2015年夏に「何が起きたか」アナタは知っているか?

 2015年の夏は、安倍晋三が戦争法(安保法制)を強行採決するなど独裁化を際立たせた。それまで専守防衛に留めていた自衛隊を米軍支援のために海外派遣が可能なように拡大した。憲法については「解釈改憲」などと訳の分からない理屈で法を捻じ曲げた。

 このようにドンドン前のめりになる安倍に危険を感じ、学生団体「SEALDs」が毎週金曜日の夕方から国会前で抗議集会を開いた。政党色のない純粋な若者たちの呼びかけに、一般市民が呼応し、年金生活者や子連れの若いママさんまで参加した。これに多くの学者や弁護士が参加。慌てて野党も加わった。

 戦前回帰をチラつかせる安倍に怒りを感じた私は毎週のように議事堂前に足を運んだ。この集会の特徴は9割以上が個人参加。組織動員はどこにも見られなかった。「若者たちの手によって本物の民主主義運動が日本で起きた」と、私は心の中で歓喜した。

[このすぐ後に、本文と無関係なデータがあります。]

use std::fmt;

use thiserror::Error;

#[derive(Debug, Error)]
pub enum SqlMapperError {
    #[cfg(feature = "sqlite")]
    #[error(transparent)]
    SqliteError(#[from] rusqlite::Error),

    #[error("Configuration error: {0}")]
    ConfigError(String),

    #[error("Connection error: {0}")]
    ConnectionError(String),

    #[error("Parameter conversion error: {0}")]
    ParameterError(String),

    #[error("SQL execution error: {0}")]
    ExecutionError(String),

    #[error(
        "Mapper error: target type \"{target_type}\", source type \"{source_type}\" cannot be converted: {message}"
    )]
    MappingError {
        /// Declared type of the field being assigned.
        target_type: &'static str,
        /// Runtime type of the value read from the row.
        source_type: &'static str,
        /// Why the assignment failed.
        message: String,
    },

    #[error(transparent)]
    TransactionError(#[from] TransactionFailure),

    #[error("Unimplemented feature: {0}")]
    Unimplemented(String),
}

impl SqlMapperError {
    /// Short name of the error variant, used when composing transaction reports.
    #[must_use]
    pub fn kind(&self) -> &'static str {
        match self {
            #[cfg(feature = "sqlite")]
            Self::SqliteError(_) => "SqliteError",
            Self::ConfigError(_) => "ConfigError",
            Self::ConnectionError(_) => "ConnectionError",
            Self::ParameterError(_) => "ParameterError",
            Self::ExecutionError(_) => "ExecutionError",
            Self::MappingError { .. } => "MappingError",
            Self::TransactionError(_) => "TransactionError",
            Self::Unimplemented(_) => "Unimplemented",
        }
    }
}

/// Failure of a statement inside a transaction, together with the rollback outcome.
///
/// When the rollback succeeded only the original failure is reported. When the
/// rollback failed too, both are kept so the caller can tell the database may be
/// left in an inconsistent state.
#[derive(Debug)]
pub struct TransactionFailure {
    original: Box<SqlMapperError>,
    rollback: Option<Box<SqlMapperError>>,
}

impl TransactionFailure {
    #[must_use]
    pub fn rolled_back(original: SqlMapperError) -> Self {
        Self {
            original: Box::new(original),
            rollback: None,
        }
    }

    #[must_use]
    pub fn rollback_failed(original: SqlMapperError, rollback: SqlMapperError) -> Self {
        Self {
            original: Box::new(original),
            rollback: Some(Box::new(rollback)),
        }
    }

    /// The error that aborted the transaction.
    #[must_use]
    pub fn original(&self) -> &SqlMapperError {
        &self.original
    }

    /// The error raised by the rollback attempt, if it failed.
    #[must_use]
    pub fn rollback_error(&self) -> Option<&SqlMapperError> {
        self.rollback.as_deref()
    }

    /// Whether the rollback went through.
    #[must_use]
    pub fn is_rolled_back(&self) -> bool {
        self.rollback.is_none()
    }
}

impl fmt::Display for TransactionFailure {
    fn fmt(&self, f: &mut fmt::Formatter<'_>) -> fmt::Result {
        write!(
            f,
            "Commit error ({}): {}",
            self.original.kind(),
            self.original
        )?;
        if let Some(rollback) = &self.rollback {
            write!(f, "; Rollback error ({}): {}", rollback.kind(), rollback)?;
        }
        Ok(())
    }
}

impl std::error::Error for TransactionFailure {
    fn source(&self) -> Option<&(dyn std::error::Error + 'static)> {
        Some(self.original.as_ref())
    }
}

 岸内閣当時の大安保反対闘争の再来を期待した。だが、それは幻想だった。マスコミが安倍の顔色を伺って全く動かなかった。現場に取材に来ているのにどこも報道しない。無視した。こんなバカな話はない。朝日やNHKなどマスコミは、安倍の強権をそれほど怖れていた。「日本の言論は死んだ」と私はブログ「半歩前へ」で怒りを綴った。

 2016年3月にテレビ朝日の人気番組「報道ステーション」から古舘󠄁伊知郎が消えた。「クローズアップ現代」の人気キャスター、国谷裕子も降板させられ、番組自体がなくなった。さらに毎日新聞の岸井成格がTBSの報道番組から突然、干された。このように安倍政権に批判的な発言をした報道関係者は次々、粛清された。戦時中の言論弾圧を思わせた。

 「国民の怒りが爆発するに違いない」と私は信じた。だが、何も起きなかった。国会前のデモの参加した数は最大時でせいぜい3万人台。100万人どころか10万にも届かなかった。

 私はネットで繰り返し警鐘を鳴らしたが、ネットの傍観者たちは客席から動こうとはしなかった。「空気が抜けた日本人」 そう感じた。

 感情をなくし、怒りを忘れた日本人。ただ「長いものに巻かれろ」権力には逆らうな」と見つめるだけの日本人・・・。

 無気力な者たちに怒りも忘れた。